Kurangnya transparasi dalam kebijaksanaan Facebook ketika menyensor konten membuat 70 kelompok dan aktivis HAM menulis surat ke Mark Zuckerberg di bulan Oktober menuntut perusahaan mengklarifikasi prosedur ketika menyensor konten tertentu dan mengklaim Facebook pernah menghapus konten pelanggaran HAM di situs mereka.

Marshall, mantan jurnalis Reuters yang menulis buku berjudul A Kingdom in Crisis: Thailand's Struggle for Democracy in the Twenty-First Century mengatakan dia bersimpati dengan situasi Facebok yang sulit. "Mereka terjebak di tengah-tengah masalah, karena Thailand memiliki hukum yang sangat ketat dan komentar apapun yang dianggap mengkritik kerajaan bisa membuat anda dihukum penjara selama beratus-ratus tahun," ungkapnya.

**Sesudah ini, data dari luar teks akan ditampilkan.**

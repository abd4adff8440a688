use std::collections::{HashMap, HashSet};

use sagaflow_expression::{Harness, Invocation, referenced_modules};
use sagaflow_graph::{Node, NodeKind, ProcessGraph};
use tracing::warn;

use crate::config::EmitConfig;
use crate::program::{
  Action, Continuation, Procedure, Program, fork_handler_name, procedure_name,
};

/// Lower a resolved graph into a program starting at `start`.
pub(crate) fn lower(graph: &ProcessGraph, start: &Node, config: &EmitConfig) -> Program {
  let names = ProcedureNames::assign(graph, &config.entry_name);

  Program {
    imports: discover_imports(graph, config.dedupe_imports),
    entry: names.of(&start.id),
    procedures: graph.iter().map(|node| lower_node(node, &names)).collect(),
  }
}

/// API modules invoked by task expressions, in registry order.
fn discover_imports(graph: &ProcessGraph, dedupe: bool) -> Vec<String> {
  let modules = graph
    .iter()
    .filter(|node| matches!(node.kind, NodeKind::Task { .. }))
    .filter_map(Node::expression)
    .flat_map(|text| referenced_modules(text, Harness::Statements));

  if !dedupe {
    return modules.collect();
  }

  let mut seen = HashSet::new();
  modules.filter(|module| seen.insert(module.clone())).collect()
}

/// Procedure names by node id, unique across the emitted program.
struct ProcedureNames {
  by_id: HashMap<String, String>,
}

impl ProcedureNames {
  /// Name every node in registry order. A name already taken, by an earlier
  /// node, a fork handler or the entry procedure, gets a numeric suffix.
  fn assign(graph: &ProcessGraph, entry_name: &str) -> Self {
    let mut taken = HashSet::from([entry_name.to_string()]);
    let mut by_id = HashMap::with_capacity(graph.len());

    for node in graph.iter() {
      let forks = matches!(node.kind, NodeKind::StartEvent { message: true });
      let is_free = |name: &str, taken: &HashSet<String>| {
        !taken.contains(name) && !(forks && taken.contains(&fork_handler_name(name)))
      };

      let base = procedure_name(&node.id);
      let mut name = base.clone();
      let mut suffix = 2;
      while !is_free(&name, &taken) {
        name = format!("{base}_{suffix}");
        suffix += 1;
      }
      if name != base {
        warn!(node_id = %node.id, procedure = %name, "procedure name already taken, renamed");
      }

      if forks {
        taken.insert(fork_handler_name(&name));
      }
      taken.insert(name.clone());
      by_id.insert(node.id.clone(), name);
    }

    Self { by_id }
  }

  /// The procedure for `node_id`. Ids outside the graph fall back to their
  /// plain procedure name.
  fn of(&self, node_id: &str) -> String {
    self
      .by_id
      .get(node_id)
      .cloned()
      .unwrap_or_else(|| procedure_name(node_id))
  }
}

fn lower_node(node: &Node, names: &ProcedureNames) -> Procedure {
  let key = node.context_key().to_string();
  let route = |target: &Option<String>| target.as_deref().map(|id| names.of(id));

  let action = match (&node.kind, node.expression()) {
    (NodeKind::ExclusiveGateway { otherwise }, Some(condition)) => Action::Guard {
      condition: condition.to_string(),
      otherwise: route(otherwise),
    },
    (NodeKind::Task { error_route }, Some(text)) => {
      let (prelude, expression) = match Invocation::split(text) {
        Some(invocation) => (invocation.prelude, invocation.tail),
        // Unchecked input: await the text as written.
        None => (None, text.trim_end_matches(';').trim_end()),
      };
      Action::Invoke {
        prelude: prelude.map(str::to_string),
        expression: expression.to_string(),
        key,
        error_route: route(error_route),
      }
    }
    (NodeKind::ServiceTask { error_route }, Some(script)) => Action::Run {
      script: script.to_string(),
      key,
      error_route: route(error_route),
    },
    (NodeKind::StartEvent { message: true }, Some(tag)) => Action::Subscribe {
      tag: tag.to_string(),
      key,
    },
    (NodeKind::EndEvent { message: true }, Some(expression)) => Action::Emit {
      expression: expression.to_string(),
    },
    _ => Action::Unimplemented,
  };

  Procedure {
    name: names.of(&node.id),
    node_id: node.id.clone(),
    kind: node.element_kind(),
    action,
    then: Continuation::from_targets(node.outgoing.iter().map(|id| names.of(id)).collect()),
  }
}

#[cfg(test)]
mod tests {
  use super::*;

  fn node(id: &str, kind: NodeKind, expression: Option<&str>, outgoing: &[&str]) -> Node {
    Node {
      id: id.to_string(),
      name: Some(format!("{}_result", id.to_lowercase())),
      kind,
      expression: expression.map(str::to_string),
      outgoing: outgoing.iter().map(|s| s.to_string()).collect(),
    }
  }

  fn graph(nodes: Vec<Node>) -> ProcessGraph {
    let mut graph = ProcessGraph::new();
    for node in nodes {
      graph.insert(node);
    }
    graph
  }

  fn lower_graph(graph: &ProcessGraph) -> Program {
    let start = graph.start_events()[0].clone();
    lower(graph, &start, &EmitConfig::default())
  }

  /// Follow the program from `from`, recording every procedure entered.
  ///
  /// `succeeds` decides each guard condition and each invocation outcome.
  fn walk(program: &Program, from: &str, succeeds: &dyn Fn(&str) -> bool, trace: &mut Vec<String>) {
    let procedure = program.procedure(from).expect("target procedure exists");
    trace.push(procedure.name.clone());

    match &procedure.action {
      Action::Guard { otherwise, .. } if !succeeds(&procedure.name) => {
        if let Some(target) = otherwise {
          walk(program, target, succeeds, trace);
        }
        return;
      }
      Action::Invoke { error_route, .. } | Action::Run { error_route, .. }
        if !succeeds(&procedure.name) =>
      {
        if let Some(target) = error_route {
          walk(program, target, succeeds, trace);
        }
        return;
      }
      _ => {}
    }

    match &procedure.then {
      Continuation::Halt => {}
      Continuation::Next(target) => walk(program, target, succeeds, trace),
      Continuation::Fork(targets) => {
        for target in targets {
          walk(program, target, succeeds, trace);
        }
      }
    }
  }

  fn run(program: &Program, succeeds: &dyn Fn(&str) -> bool) -> Vec<String> {
    let mut trace = Vec::new();
    walk(program, &program.entry, succeeds, &mut trace);
    trace
  }

  /// Start -> Gw; Gw --true--> A, B (forked); Gw --otherwise--> D.
  fn gateway_graph(otherwise: Option<&str>) -> ProcessGraph {
    graph(vec![
      node("Start", NodeKind::StartEvent { message: false }, None, &["Gw"]),
      node("A", NodeKind::EndEvent { message: false }, None, &[]),
      node("B", NodeKind::EndEvent { message: false }, None, &[]),
      node("D", NodeKind::EndEvent { message: false }, None, &[]),
      node(
        "Gw",
        NodeKind::ExclusiveGateway {
          otherwise: otherwise.map(str::to_string),
        },
        Some("order.total > 100"),
        &["A", "B"],
      ),
    ])
  }

  #[test]
  fn test_gateway_true_takes_ordinary_targets() {
    let program = lower_graph(&gateway_graph(Some("D")));
    assert_eq!(run(&program, &|_| true), vec!["Start", "Gw", "A", "B"]);
  }

  #[test]
  fn test_gateway_false_takes_default_only() {
    let program = lower_graph(&gateway_graph(Some("D")));
    assert_eq!(run(&program, &|name| name != "Gw"), vec!["Start", "Gw", "D"]);
  }

  #[test]
  fn test_gateway_false_without_default_halts() {
    let program = lower_graph(&gateway_graph(None));
    assert_eq!(run(&program, &|name| name != "Gw"), vec!["Start", "Gw"]);
  }

  #[test]
  fn test_fork_preserves_recorded_order_and_excludes_default() {
    let program = lower_graph(&gateway_graph(Some("D")));
    let gateway = program.procedure("Gw").unwrap();
    assert_eq!(
      gateway.then,
      Continuation::Fork(vec!["A".to_string(), "B".to_string()])
    );
  }

  /// Start -> Task -> Next, with Task's error route to Recover.
  fn task_graph(kind: NodeKind) -> ProcessGraph {
    graph(vec![
      node("Start", NodeKind::StartEvent { message: false }, None, &["Work"]),
      node("Next", NodeKind::EndEvent { message: false }, None, &[]),
      node("Recover", NodeKind::EndEvent { message: false }, None, &[]),
      node("Work", kind, Some("call(api.get_x())"), &["Next"]),
    ])
  }

  #[test]
  fn test_task_failure_routes_to_default() {
    for kind in [
      NodeKind::Task {
        error_route: Some("Recover".to_string()),
      },
      NodeKind::ServiceTask {
        error_route: Some("Recover".to_string()),
      },
    ] {
      let program = lower_graph(&task_graph(kind));
      assert_eq!(
        run(&program, &|name| name != "Work"),
        vec!["Start", "Work", "Recover"]
      );
      assert_eq!(run(&program, &|_| true), vec!["Start", "Work", "Next"]);
    }
  }

  #[test]
  fn test_task_error_is_keyed_by_node_name() {
    let program = lower_graph(&task_graph(NodeKind::Task {
      error_route: Some("Recover".to_string()),
    }));

    assert_eq!(
      program.procedure("Work").unwrap().action,
      Action::Invoke {
        prelude: None,
        expression: "call(api.get_x())".to_string(),
        key: "work_result".to_string(),
        error_route: Some("Recover".to_string()),
      }
    );
  }

  #[test]
  fn test_message_start_subscribes() {
    let graph = graph(vec![node(
      "Start",
      NodeKind::StartEvent { message: true },
      Some("@wf/begin"),
      &[],
    )]);
    let program = lower_graph(&graph);

    assert_eq!(
      program.procedures[0].action,
      Action::Subscribe {
        tag: "@wf/begin".to_string(),
        key: "start_result".to_string(),
      }
    );
  }

  #[test]
  fn test_uncovered_shapes_are_unimplemented() {
    let graph = graph(vec![
      node("Start", NodeKind::StartEvent { message: false }, None, &["Task"]),
      node("End", NodeKind::EndEvent { message: false }, Some("ignored"), &[]),
      node("Task", NodeKind::Task { error_route: None }, None, &["End"]),
    ]);
    let program = lower_graph(&graph);

    for procedure in &program.procedures {
      assert_eq!(procedure.action, Action::Unimplemented, "{}", procedure.name);
    }
    assert_eq!(run(&program, &|_| true), vec!["Start", "Task", "End"]);
  }

  #[test]
  fn test_imports_follow_dedupe_setting() {
    let graph = graph(vec![
      node("Start", NodeKind::StartEvent { message: false }, None, &[]),
      node("A", NodeKind::Task { error_route: None }, Some("call(api.get_x())"), &[]),
      node("B", NodeKind::Task { error_route: None }, Some("call(users.load()); call(api.get_y())"), &[]),
      node("C", NodeKind::ServiceTask { error_route: None }, Some("call(audit.log())"), &[]),
      node("Broken", NodeKind::Task { error_route: None }, Some("call(api.("), &[]),
    ]);
    let start = graph.start_events()[0].clone();

    let deduped = lower(&graph, &start, &EmitConfig::default());
    assert_eq!(deduped.imports, vec!["api", "users"]);

    let config = EmitConfig {
      dedupe_imports: false,
      ..Default::default()
    };
    let repeated = lower(&graph, &start, &config);
    assert_eq!(repeated.imports, vec!["api", "users", "api"]);
  }

  #[test]
  fn test_task_statements_split_before_the_awaited_tail() {
    let graph = graph(vec![
      node("Start", NodeKind::StartEvent { message: false }, None, &["A"]),
      node("A", NodeKind::Task { error_route: None }, Some("call(users.load()); call(api.get_y());"), &[]),
    ]);
    let program = lower_graph(&graph);

    assert_eq!(
      program.procedure("A").unwrap().action,
      Action::Invoke {
        prelude: Some("call(users.load());".to_string()),
        expression: "call(api.get_y())".to_string(),
        key: "a_result".to_string(),
        error_route: None,
      }
    );
  }

  #[test]
  fn test_colliding_names_are_disambiguated() {
    let graph = graph(vec![
      node("Start", NodeKind::StartEvent { message: true }, Some("@wf/begin"), &["a-b"]),
      node("a_b", NodeKind::EndEvent { message: false }, None, &[]),
      node("Start_fork", NodeKind::EndEvent { message: false }, None, &[]),
      node("saga", NodeKind::EndEvent { message: false }, None, &[]),
      node("a-b", NodeKind::Task { error_route: Some("a_b".to_string()) }, Some("call(api.get_x())"), &["Start_fork"]),
    ]);
    let program = lower_graph(&graph);

    let names: Vec<&str> = program.procedures.iter().map(|p| p.name.as_str()).collect();
    assert_eq!(names, vec!["Start", "a_b", "Start_fork_2", "saga_2", "a_b_2"]);
    assert_eq!(program.procedure("Start").unwrap().then, Continuation::Next("a_b_2".to_string()));

    let task = program.procedure("a_b_2").unwrap();
    assert!(matches!(&task.action, Action::Invoke { error_route: Some(route), .. } if route == "a_b"));
    assert_eq!(task.then, Continuation::Next("Start_fork_2".to_string()));
  }
}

Meningkatnya Sensor di Thailand

Penyensoran tengah meningkat di Thailand. Menurut statistik dari Facebook, dalam paruh pertama 2016, Facebook harus menyensor 10 konten di Thailand. Angka tersebut meningkat menjadi 40 di paruh kedua 2016. Minggu lalu, seorang pengacara pembela HAM di Thailand ditangkap dan dituduh menghina kerajaan. Apabila terbukti bersalah, dia bisa dihukum hingga 150 tahun di dalam penjara.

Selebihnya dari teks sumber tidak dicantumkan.